The “devastating” impact of Scotland’s deposit return scheme (DRS) has become “glaringly evident” and should be paused immediately, UK Hospitality has urged.
The hospitality trade body said the scheme was “not fit for purpose” and has been marred by “insufficient preparation”, coupled with a leadership contest following first minister Nicola Sturgeon’s resignation this month (February).
Leon Thompson, UK Hospitality Scotland executive director, stated: “Finally, common sense is prevailing in Holyrood as the complexity and devastating impact of the deposit return scheme becomes glaringly evident.
“The flawed model, complexity and burdens of the scheme will put unnecessary pressure on both businesses and consumers, who are all struggling with the cost-of-living crisis.
“These cast-iron facts, alongside concerns around how it could impact trading with the rest of the UK, necessitate an immediate halt to the scheme’s introduction and I am calling on all leadership candidates to commit to pausing and then ordering a full review of this now discredited scheme.”
On 16 August 2023, Scotland is due to become the first country in the UK to implement a DRS. Consumers will have to pay a 20p deposit when buying a drink in a single-use container made from plastic, glass, steel or aluminium, sized between 50ml and three litres.
The 20p deposit is refundable by the drink’s producer when the container is returned for recycling to one of 30,000-plus centres across the country.

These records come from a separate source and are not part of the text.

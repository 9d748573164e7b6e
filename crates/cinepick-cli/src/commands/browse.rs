use super::context::AppContext;
use super::display::{self, print_movie_page};
use super::spinner::with_spinner;
use crate::output::Output;
use clap::Args;
use cinepick_core::{filter_movies, MovieFilter};
use cinepick_models::{builtin_genres, genre_by_name, genre_name, GenreId, MovieId, MoviePage};
use cinepick_sources::MovieCatalog;
use color_eyre::eyre::eyre;
use color_eyre::Result;
use comfy_table::Cell;
use tracing::warn;

/// Paging and filter flags shared by the listing commands
#[derive(Args, Debug, Clone)]
pub struct ListArgs {
    /// Result page
    #[arg(long, default_value_t = 1)]
    pub page: u32,

    /// Only show movies rated at least this much (0-10)
    #[arg(long)]
    pub min_rating: Option<f64>,

    /// Only show movies of this genre (id or name)
    #[arg(long)]
    pub genre: Option<String>,
}

impl ListArgs {
    pub fn filter(&self) -> Result<MovieFilter> {
        let genre = self.genre.as_deref().map(resolve_genre).transpose()?;
        Ok(MovieFilter {
            min_rating: self.min_rating.unwrap_or(0.0),
            genre,
        })
    }
}

#[derive(Debug, Clone, Copy, PartialEq, Eq)]
pub enum Listing {
    Popular,
    TopRated,
    Trending,
}

impl Listing {
    fn title(self) -> &'static str {
        match self {
            Listing::Popular => "Popular Movies",
            Listing::TopRated => "Top Rated Movies",
            Listing::Trending => "Trending This Week",
        }
    }
}

pub fn resolve_genre(input: &str) -> Result<GenreId> {
    genre_by_name(input).ok_or_else(|| eyre!("Unknown genre '{}'. Run `cinepick genres` to list them.", input))
}

/// Keep the page metadata, narrow the results
fn apply_filter(mut page: MoviePage, filter: &MovieFilter) -> MoviePage {
    if filter.is_active() {
        page.results = filter_movies(&page.results, filter);
    }
    page
}

pub async fn run_listing(listing: Listing, args: ListArgs, output: &Output) -> Result<()> {
    let filter = args.filter()?;
    let ctx = AppContext::load()?;
    let catalog = ctx.catalog()?;

    let page = with_spinner(format!("Fetching {}...", listing.title().to_lowercase()), async {
        match listing {
            Listing::Popular => catalog.popular_movies(args.page).await,
            Listing::TopRated => catalog.top_rated_movies(args.page).await,
            Listing::Trending => catalog.trending_movies(args.page).await,
        }
    })
    .await?;

    print_movie_page(output, listing.title(), &apply_filter(page, &filter));
    Ok(())
}

pub async fn run_search(query: &str, page: u32, output: &Output) -> Result<()> {
    let ctx = AppContext::load()?;
    let catalog = ctx.catalog()?;

    let results = with_spinner(format!("Searching for '{}'...", query), catalog.search_movies(query, page)).await?;
    print_movie_page(output, &format!("Results for '{}'", query.trim()), &results);
    Ok(())
}

pub async fn run_genre(genre: &str, page: u32, min_rating: Option<f64>, output: &Output) -> Result<()> {
    let genre_id = resolve_genre(genre)?;
    let ctx = AppContext::load()?;
    let catalog = ctx.catalog()?;

    let name = genre_name(genre_id).map(str::to_string).unwrap_or_else(|| genre_id.to_string());
    let results = with_spinner(format!("Fetching {} movies...", name), catalog.movies_by_genre(genre_id, page)).await?;

    let filter = MovieFilter {
        min_rating: min_rating.unwrap_or(0.0),
        genre: None,
    };
    print_movie_page(output, &format!("{} Movies", name), &apply_filter(results, &filter));
    Ok(())
}

pub async fn run_show(id: MovieId, output: &Output) -> Result<()> {
    let ctx = AppContext::load()?;
    let catalog = ctx.catalog()?;

    let (details, credits, stream, recommended) = with_spinner("Fetching movie details...", async {
        tokio::join!(
            catalog.movie_details(id),
            catalog.movie_credits(id),
            catalog.movie_stream(id),
            catalog.movie_recommendations(id),
        )
    })
    .await;

    let details = details?;
    // Credits, stream and related movies are extras; the details page renders without them
    let credits = credits
        .map_err(|e| warn!(movie_id = id, "Failed to fetch credits: {}", e))
        .ok();
    let stream = stream
        .map_err(|e| warn!(movie_id = id, "Failed to fetch videos: {}", e))
        .ok();
    let related = match recommended {
        Ok(page) if !page.is_empty() => page.results,
        _ => catalog
            .similar_movies(id)
            .await
            .map(|page| page.results)
            .unwrap_or_else(|e| {
                warn!(movie_id = id, "Failed to fetch similar movies: {}", e);
                Vec::new()
            }),
    };

    let in_watchlist = ctx.watchlist().contains(id);
    display::print_details(output, &details, credits.as_ref(), stream.as_ref(), &related, in_watchlist);
    Ok(())
}

pub async fn run_genres(output: &Output) -> Result<()> {
    let ctx = AppContext::load()?;

    // Fall back to the built-in table when TMDB is unreachable or not configured
    let genres = match ctx.catalog() {
        Ok(catalog) => match with_spinner("Fetching genres...", catalog.genres()).await {
            Ok(genres) if !genres.is_empty() => genres,
            Ok(_) => builtin_genres(),
            Err(e) => {
                warn!("Failed to fetch genres, using built-in list: {}", e);
                builtin_genres()
            }
        },
        Err(e) => {
            warn!("{}", e);
            builtin_genres()
        }
    };

    if !output.is_human() {
        output.data(&genres);
        return Ok(());
    }

    let mut table = display::styled_table();
    table.set_header(vec![display::header_cell("ID"), display::header_cell("Genre")]);
    for genre in &genres {
        table.add_row(vec![Cell::new(genre.id), Cell::new(&genre.name)]);
    }
    output.println(table.to_string());
    Ok(())
}

#[cfg(test)]
mod tests {
    use super::*;
    use cinepick_models::Movie;

    fn movie(id: MovieId, vote: f64, genres: &[GenreId]) -> Movie {
        Movie {
            id,
            title: format!("Movie {}", id),
            overview: String::new(),
            release_date: None,
            poster_path: None,
            backdrop_path: None,
            genre_ids: genres.to_vec(),
            vote_average: vote,
            vote_count: 0,
            popularity: 0.0,
            original_language: None,
        }
    }

    #[test]
    fn test_list_args_filter() {
        let args = ListArgs { page: 1, min_rating: Some(6.5), genre: Some("Comedy".into()) };
        assert_eq!(args.filter().unwrap(), MovieFilter { min_rating: 6.5, genre: Some(35) });

        let bad = ListArgs { page: 1, min_rating: None, genre: Some("nope".into()) };
        assert!(bad.filter().is_err());
    }

    #[test]
    fn test_apply_filter_keeps_page_metadata() {
        let page = MoviePage {
            page: 2,
            results: vec![movie(1, 5.0, &[28]), movie(2, 8.0, &[28])],
            total_pages: 9,
            total_results: 180,
        };
        let filter = MovieFilter { min_rating: 7.0, genre: None };
        let filtered = apply_filter(page, &filter);

        assert_eq!(filtered.page, 2);
        assert_eq!(filtered.total_pages, 9);
        assert_eq!(filtered.results.len(), 1);
        assert_eq!(filtered.results[0].id, 2);
    }
}
use serde::{Deserialize, Serialize};
use crate::movie::GenreId;

#[derive(Debug, Clone, Serialize, Deserialize, PartialEq, Eq)]
pub struct Genre {
    pub id: GenreId,
    pub name: String,
}

/// TMDB movie genres
pub const MOVIE_GENRES: &[(GenreId, &str)] = &[
    (28, "Action"),
    (12, "Adventure"),
    (16, "Animation"),
    (35, "Comedy"),
    (80, "Crime"),
    (99, "Documentary"),
    (18, "Drama"),
    (10751, "Family"),
    (14, "Fantasy"),
    (36, "History"),
    (27, "Horror"),
    (10402, "Music"),
    (9648, "Mystery"),
    (10749, "Romance"),
    (878, "Science Fiction"),
    (10770, "TV Movie"),
    (53, "Thriller"),
    (10752, "War"),
    (37, "Western"),
];

pub fn genre_name(id: GenreId) -> Option<&'static str> {
    MOVIE_GENRES
        .iter()
        .find(|(genre_id, _)| *genre_id == id)
        .map(|(_, name)| *name)
}

/// The built-in genre table as `Genre` values
pub fn builtin_genres() -> Vec<Genre> {
    MOVIE_GENRES
        .iter()
        .map(|(id, name)| Genre { id: *id, name: name.to_string() })
        .collect()
}

/// Case-insensitive name lookup. Any numeric id is accepted as-is, since
/// the catalog may know genres missing from the built-in table.
pub fn genre_by_name(name: &str) -> Option<GenreId> {
    let name = name.trim();
    if let Ok(id) = name.parse::<GenreId>() {
        return Some(id);
    }
    MOVIE_GENRES
        .iter()
        .find(|(_, genre)| genre.eq_ignore_ascii_case(name))
        .map(|(id, _)| *id)
}

#[cfg(test)]
mod tests {
    use super::*;

    #[test]
    fn test_genre_lookups() {
        assert_eq!(genre_name(878), Some("Science Fiction"));
        assert_eq!(genre_name(1), None);
        assert_eq!(genre_by_name("science fiction"), Some(878));
        assert_eq!(builtin_genres().len(), MOVIE_GENRES.len());
        assert_eq!(genre_by_name("28"), Some(28));
        assert_eq!(genre_by_name("999"), Some(999));
        assert_eq!(genre_by_name(" 10770 "), Some(10770));
        assert_eq!(genre_by_name("Noir"), None);
    }
}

Producers have until 28 February 2023 to register with the scheme.
“With all nations in the UK planning to introduce a deposit return scheme, we need to see a UK-wide scheme that works for businesses and consumers, as well as all our sustainability and net zero goals,” Thompson added.
“Hospitality businesses are not against a scheme, but they want one that takes account of the excellent rates of recycling across our sector and targets resources where DRS can make a difference to littering and sustainability targets. The current iteration does none of that which is why a full review is now essential.”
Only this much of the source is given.